Agner`s CPU blog

Software optimization resources | E-mail subscription to this blog | www.agner.org

Test results for AMD Ryzen
Author:  Date: 2017-05-02 14:16
On Ryzen, Bulldozer, and/or Jaguar, does vxorps-zeroing of a ymm register still only take 1 micro-op? Unlike the non-special case, where vxorps ymm1,ymm2,ymm3 which is split into two?
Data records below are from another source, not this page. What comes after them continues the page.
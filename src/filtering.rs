use crate::normalize::row::{LOCATION, TIMESTAMP};
use crate::normalize::table::ObservationTable;
use crate::types::date_bound::DateBound;
use bon::bon;
use chrono::NaiveDateTime;
use polars::prelude::{col, lit, DataType, LazyFrame, NamedFrom, PolarsResult, Series, TimeUnit};
use std::collections::BTreeSet;

/// A closed interval of naive UTC timestamps.
#[derive(Debug, Clone, Copy, PartialEq, Eq)]
pub struct TimeInterval {
    pub start: NaiveDateTime,
    pub end: NaiveDateTime,
}

impl TimeInterval {
    pub fn contains(&self, timestamp: NaiveDateTime) -> bool {
        self.start <= timestamp && timestamp <= self.end
    }
}

/// Which rows survive filtering: the location must be selected and the
/// timestamp must lie inside the interval.
///
/// A missing interval means the table offered no timestamps to default to;
/// such criteria match nothing.
#[derive(Debug, Clone, PartialEq)]
pub struct FilterCriteria {
    pub locations: BTreeSet<String>,
    pub interval: Option<TimeInterval>,
}

#[bon]
impl FilterCriteria {
    /// Resolves user selections against a table.
    ///
    /// # Arguments
    ///
    /// * `for_table(&ObservationTable)`: **Required.** The table whose observed values supply defaults.
    /// * `.locations(Vec<String>)`: Optional. Selected location keys. Defaults to every observed location.
    /// * `.start(impl Into<DateBound>)`: Optional. Interval start. A date means its first millisecond.
    ///   Defaults to the earliest observed timestamp.
    /// * `.end(impl Into<DateBound>)`: Optional. Inclusive interval end. A date means its last millisecond.
    ///   Defaults to the latest observed timestamp.
    ///
    /// # Examples
    ///
    /// ```rust
    /// # use weather_dashboard::{FilterCriteria, ObservationTable};
    /// # use chrono::NaiveDate;
    /// # fn run(table: &ObservationTable) -> polars::prelude::PolarsResult<()> {
    /// let criteria = FilterCriteria::for_table(table)
    ///     .locations(vec!["52.1,5.18".to_string()])
    ///     .start(NaiveDate::from_ymd_opt(2023, 10, 1).unwrap())
    ///     .build()?;
    /// let filtered = criteria.apply(table)?;
    /// # Ok(())
    /// # }
    /// ```
    #[builder(start_fn = for_table, finish_fn = build)]
    pub fn new(
        #[builder(start_fn)] table: &ObservationTable,
        locations: Option<Vec<String>>,
        #[builder(into)] start: Option<DateBound>,
        #[builder(into)] end: Option<DateBound>,
    ) -> PolarsResult<Self> {
        let locations = match locations {
            Some(selected) => selected.into_iter().collect(),
            None => table.locations()?.into_iter().collect(),
        };

        let observed = table.timestamp_span()?;
        let start = start
            .map(|bound| bound.lower())
            .or(observed.map(|(min, _)| min));
        let end = end.map(|bound| bound.upper()).or(observed.map(|(_, max)| max));
        let interval = match (start, end) {
            (Some(start), Some(end)) => Some(TimeInterval { start, end }),
            _ => None,
        };

        Ok(Self {
            locations,
            interval,
        })
    }
}

impl FilterCriteria {
    /// Criteria selecting everything the table has to offer.
    pub fn wide_open(table: &ObservationTable) -> PolarsResult<Self> {
        Self::for_table(table).build()
    }

    /// Returns the rows of `table` matching these criteria, in their original order.
    pub fn apply(&self, table: &ObservationTable) -> PolarsResult<ObservationTable> {
        let frame = table.lazy().filter_criteria(self).collect()?;
        Ok(ObservationTable::from_frame(frame))
    }
}

pub trait ObservationFrameFilterExt {
    /// Keeps rows whose `location` is one of `locations`.
    fn filter_locations(self, locations: &BTreeSet<String>) -> LazyFrame;

    /// Keeps rows whose `timestamp` is within the interval (inclusive).
    /// Rows with a null timestamp never match. With no interval, nothing matches.
    fn filter_interval(self, interval: Option<&TimeInterval>) -> LazyFrame;

    fn filter_criteria(self, criteria: &FilterCriteria) -> LazyFrame;
}

impl ObservationFrameFilterExt for LazyFrame {
    fn filter_locations(self, locations: &BTreeSet<String>) -> LazyFrame {
        let selected = Series::new(
            LOCATION.into(),
            locations.iter().cloned().collect::<Vec<String>>(),
        );
        self.filter(col(LOCATION).is_in(lit(selected)))
    }

    fn filter_interval(self, interval: Option<&TimeInterval>) -> LazyFrame {
        let Some(interval) = interval else {
            return self.limit(0);
        };
        let timestamp = || col(TIMESTAMP).cast(DataType::Datetime(TimeUnit::Milliseconds, None));
        self.filter(
            timestamp()
                .gt_eq(lit(interval.start))
                .and(timestamp().lt_eq(lit(interval.end))),
        )
    }

    fn filter_criteria(self, criteria: &FilterCriteria) -> LazyFrame {
        self.filter_locations(&criteria.locations)
            .filter_interval(criteria.interval.as_ref())
    }
}

#[cfg(test)]
mod tests {
    use super::*;
    use crate::normalize::row::{Measurement, ObservationRow};
    use chrono::{NaiveDate, NaiveTime};

    fn at(day: u32, time: NaiveTime) -> NaiveDateTime {
        NaiveDate::from_ymd_opt(2023, 10, day).unwrap().and_time(time)
    }

    fn hms(h: u32, m: u32, s: u32) -> NaiveTime {
        NaiveTime::from_hms_opt(h, m, s).unwrap()
    }

    fn table() -> ObservationTable {
        let rows = vec![
            ObservationRow::at(Some(at(1, hms(6, 0, 0)))).with_position(52.1, 5.18),
            ObservationRow::at(Some(at(1, hms(12, 0, 0)))).with_position(48.85, 2.35),
            ObservationRow::at(Some(at(2, NaiveTime::from_hms_milli_opt(23, 59, 59, 999).unwrap())))
                .with_position(52.1, 5.18),
            ObservationRow::at(Some(at(3, hms(0, 0, 0)))).with_position(52.1, 5.18),
            ObservationRow::at(None)
                .with_position(52.1, 5.18)
                .with_measurement(Measurement::Temperature, Some(30.0)),
        ];
        ObservationTable::from_rows(&rows).unwrap()
    }

    #[test]
    fn test_wide_open_drops_only_null_timestamps() -> PolarsResult<()> {
        let table = table();
        let criteria = FilterCriteria::wide_open(&table)?;
        assert_eq!(
            criteria.interval,
            Some(TimeInterval {
                start: at(1, hms(6, 0, 0)),
                end: at(3, hms(0, 0, 0)),
            })
        );
        let filtered = criteria.apply(&table)?;
        let expected: Vec<ObservationRow> = table
            .rows()?
            .into_iter()
            .filter(|r| r.timestamp.is_some())
            .collect();
        assert_eq!(filtered.rows()?, expected);
        Ok(())
    }

    #[test]
    fn test_filter_is_idempotent() -> PolarsResult<()> {
        let table = table();
        let criteria = FilterCriteria::for_table(&table)
            .locations(vec!["52.1,5.18".to_string()])
            .start(NaiveDate::from_ymd_opt(2023, 10, 1).unwrap())
            .end(NaiveDate::from_ymd_opt(2023, 10, 2).unwrap())
            .build()?;
        let once = criteria.apply(&table)?;
        let twice = criteria.apply(&once)?;
        assert_eq!(once.height(), 2);
        assert!(once.frame().equals_missing(twice.frame()));
        Ok(())
    }

    #[test]
    fn test_date_bounds_are_inclusive_whole_days() -> PolarsResult<()> {
        let table = table();
        let criteria = FilterCriteria::for_table(&table)
            .start(NaiveDate::from_ymd_opt(2023, 10, 2).unwrap())
            .end(NaiveDate::from_ymd_opt(2023, 10, 2).unwrap())
            .build()?;
        let rows = criteria.apply(&table)?.rows()?;
        assert_eq!(rows.len(), 1);
        assert_eq!(
            rows[0].timestamp,
            Some(at(2, NaiveTime::from_hms_milli_opt(23, 59, 59, 999).unwrap()))
        );
        Ok(())
    }

    #[test]
    fn test_datetime_bound_is_exact() -> PolarsResult<()> {
        let table = table();
        let criteria = FilterCriteria::for_table(&table)
            .start(at(1, hms(12, 0, 0)))
            .build()?;
        assert_eq!(criteria.apply(&table)?.height(), 3);
        Ok(())
    }

    #[test]
    fn test_empty_selection_matches_nothing() -> PolarsResult<()> {
        let table = table();
        let criteria = FilterCriteria::for_table(&table)
            .locations(Vec::new())
            .build()?;
        assert!(criteria.apply(&table)?.is_empty());
        Ok(())
    }

    #[test]
    fn test_no_timestamps_match_nothing() -> PolarsResult<()> {
        let table = ObservationTable::from_rows(&[ObservationRow::at(None)])?;
        let criteria = FilterCriteria::wide_open(&table)?;
        assert_eq!(criteria.interval, None);
        let filtered = criteria.apply(&table)?;
        assert!(filtered.is_empty());
        assert_eq!(filtered.frame().width(), table.frame().width());
        Ok(())
    }

    #[test]
    fn test_interval_contains() {
        let interval = TimeInterval {
            start: at(1, hms(0, 0, 0)),
            end: at(1, hms(1, 0, 0)),
        };
        assert!(interval.contains(at(1, hms(0, 0, 0))));
        assert!(interval.contains(at(1, hms(1, 0, 0))));
        assert!(!interval.contains(at(1, hms(1, 0, 1))));
    }
}
//! The normalized observations as a Polars frame.

use crate::normalize::row::{
    ObservationRow, DATE, DEWPOINT, HOUR, LATITUDE, LOCATION, LONGITUDE, PRESSURE, TEMPERATURE,
    TIMESTAMP, UNKNOWN_LOCATION, WIND_SPEED,
};
use crate::normalize::strategies::from_epoch_millis;
use chrono::{NaiveDate, NaiveDateTime};
use polars::prelude::*;
use std::collections::BTreeSet;

/// A wrapper around the normalized observation `DataFrame`.
///
/// Columns, in order: `timestamp` (naive UTC, milliseconds), `date`, `hour`,
/// `latitude`, `longitude`, `location`, `temperature`, `dewpoint`,
/// `wind_speed`, `pressure`. Every column but `location` is nullable.
///
/// Cloning is cheap; the column buffers are shared.
#[derive(Debug, Clone)]
pub struct ObservationTable {
    frame: DataFrame,
}

impl ObservationTable {
    /// Builds the table from normalized rows, one table row per observation.
    pub fn from_rows(rows: &[ObservationRow]) -> PolarsResult<Self> {
        let millis: Vec<Option<i64>> = rows
            .iter()
            .map(|r| r.timestamp.map(|t| t.and_utc().timestamp_millis()))
            .collect();
        let hours: Vec<Option<i32>> = rows.iter().map(|r| r.hour.map(|h| h as i32)).collect();
        let locations: Vec<String> = rows.iter().map(|r| r.location.clone()).collect();

        let frame = df!(
            TIMESTAMP => millis,
            HOUR => hours,
            LATITUDE => rows.iter().map(|r| r.latitude).collect::<Vec<_>>(),
            LONGITUDE => rows.iter().map(|r| r.longitude).collect::<Vec<_>>(),
            LOCATION => locations,
            TEMPERATURE => rows.iter().map(|r| r.temperature).collect::<Vec<_>>(),
            DEWPOINT => rows.iter().map(|r| r.dewpoint).collect::<Vec<_>>(),
            WIND_SPEED => rows.iter().map(|r| r.wind_speed).collect::<Vec<_>>(),
            PRESSURE => rows.iter().map(|r| r.pressure).collect::<Vec<_>>(),
        )?
        .lazy()
        .with_column(col(TIMESTAMP).cast(DataType::Datetime(TimeUnit::Milliseconds, None)))
        .with_column(col(TIMESTAMP).dt().date().alias(DATE))
        .select([
            col(TIMESTAMP),
            col(DATE),
            col(HOUR),
            col(LATITUDE),
            col(LONGITUDE),
            col(LOCATION),
            col(TEMPERATURE),
            col(DEWPOINT),
            col(WIND_SPEED),
            col(PRESSURE),
        ])
        .collect()?;

        Ok(Self { frame })
    }

    /// Wraps a frame that already has the observation schema, such as a filtered subset.
    pub fn from_frame(frame: DataFrame) -> Self {
        Self { frame }
    }

    pub fn frame(&self) -> &DataFrame {
        &self.frame
    }

    pub fn into_frame(self) -> DataFrame {
        self.frame
    }

    pub fn lazy(&self) -> LazyFrame {
        self.frame.clone().lazy()
    }

    pub fn height(&self) -> usize {
        self.frame.height()
    }

    pub fn is_empty(&self) -> bool {
        self.frame.height() == 0
    }

    /// Distinct location keys, sorted.
    pub fn locations(&self) -> PolarsResult<Vec<String>> {
        let locations: BTreeSet<String> = self
            .frame
            .column(LOCATION)?
            .str()?
            .into_iter()
            .flatten()
            .map(str::to_string)
            .collect();
        Ok(locations.into_iter().collect())
    }

    /// Earliest and latest non-null timestamp, or `None` when no row has one.
    pub fn timestamp_span(&self) -> PolarsResult<Option<(NaiveDateTime, NaiveDateTime)>> {
        let timestamps = timestamps(&self.frame)?;
        let mut present = timestamps.into_iter().flatten();
        let Some(first) = present.next() else {
            return Ok(None);
        };
        let (min, max) = present.fold((first, first), |(lo, hi), t| (lo.min(t), hi.max(t)));
        Ok(Some((min, max)))
    }

    /// Earliest and latest observation date.
    pub fn date_span(&self) -> PolarsResult<Option<(NaiveDate, NaiveDate)>> {
        Ok(self
            .timestamp_span()?
            .map(|(start, end)| (start.date(), end.date())))
    }

    /// The first `limit` rows, materialized.
    pub fn head_rows(&self, limit: usize) -> PolarsResult<Vec<ObservationRow>> {
        collect_rows(&self.frame.head(Some(limit)))
    }

    pub fn rows(&self) -> PolarsResult<Vec<ObservationRow>> {
        collect_rows(&self.frame)
    }
}

/// Reads the `timestamp` column back into naive datetimes.
pub(crate) fn timestamps(frame: &DataFrame) -> PolarsResult<Vec<Option<NaiveDateTime>>> {
    let millis = frame.column(TIMESTAMP)?.cast(&DataType::Int64)?;
    Ok(millis
        .i64()?
        .into_iter()
        .map(|ms| ms.and_then(from_epoch_millis))
        .collect())
}

/// Materializes a frame with the observation schema into rows.
pub fn collect_rows(frame: &DataFrame) -> PolarsResult<Vec<ObservationRow>> {
    let timestamps = timestamps(frame)?;
    let latitude = frame.column(LATITUDE)?.f64()?;
    let longitude = frame.column(LONGITUDE)?.f64()?;
    let location = frame.column(LOCATION)?.str()?;
    let temperature = frame.column(TEMPERATURE)?.f64()?;
    let dewpoint = frame.column(DEWPOINT)?.f64()?;
    let wind_speed = frame.column(WIND_SPEED)?.f64()?;
    let pressure = frame.column(PRESSURE)?.f64()?;

    Ok(timestamps
        .into_iter()
        .enumerate()
        .map(|(i, timestamp)| {
            let mut row = ObservationRow::at(timestamp);
            row.latitude = latitude.get(i);
            row.longitude = longitude.get(i);
            row.location = location.get(i).unwrap_or(UNKNOWN_LOCATION).to_string();
            row.temperature = temperature.get(i);
            row.dewpoint = dewpoint.get(i);
            row.wind_speed = wind_speed.get(i);
            row.pressure = pressure.get(i);
            row
        })
        .collect())
}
I'm worried that the special-case of xor-zeroing might not be identified until after the decoder has already split it in two. Or that if it still needs an execution port, ymm zeroing might still use two instead of taking advantage of AVX implicit zero-extension to high lanes. (Previously posted at stackoverflow.com/questions/43713273/is-vxorps-zeroing-on-amd-jaguar-bulldozer-zen-faster-with-xmm-registers-than-ymm, but this is probably a better place to ask.)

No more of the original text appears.